- Data excerpts:
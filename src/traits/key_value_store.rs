use crate::errors::RtlForgeResult;

/// Synchronous string store used for form persistence.
///
/// Implementations report every failure as `RtlForgeError::Persistence`.
pub trait KeyValueStore {
    fn get(&self, key: &str) -> RtlForgeResult<Option<String>>;

    fn set(&self, key: &str, value: &str) -> RtlForgeResult<()>;

    fn remove(&self, key: &str) -> RtlForgeResult<()>;
}

impl<T: KeyValueStore + ?Sized> KeyValueStore for Box<T> {
    fn get(&self, key: &str) -> RtlForgeResult<Option<String>> {
        (**self).get(key)
    }

    fn set(&self, key: &str, value: &str) -> RtlForgeResult<()> {
        (**self).set(key, value)
    }

    fn remove(&self, key: &str) -> RtlForgeResult<()> {
        (**self).remove(key)
    }
}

- Problem description: The output consists solely of the lines from the line that contains "fn get(&self, key: &str) -> RtlForgeResult<Option<String>>;" through the final line of the data.

- Written solution:
    fn get(&self, key: &str) -> RtlForgeResult<Option<String>>;

    fn set(&self, key: &str, value: &str) -> RtlForgeResult<()>;

    fn remove(&self, key: &str) -> RtlForgeResult<()>;
}

impl<T: KeyValueStore + ?Sized> KeyValueStore for Box<T> {
    fn get(&self, key: &str) -> RtlForgeResult<Option<String>> {
        (**self).get(key)
    }

    fn set(&self, key: &str, value: &str) -> RtlForgeResult<()> {
        (**self).set(key, value)
    }

    fn remove(&self, key: &str) -> RtlForgeResult<()> {
        (**self).remove(key)
    }
}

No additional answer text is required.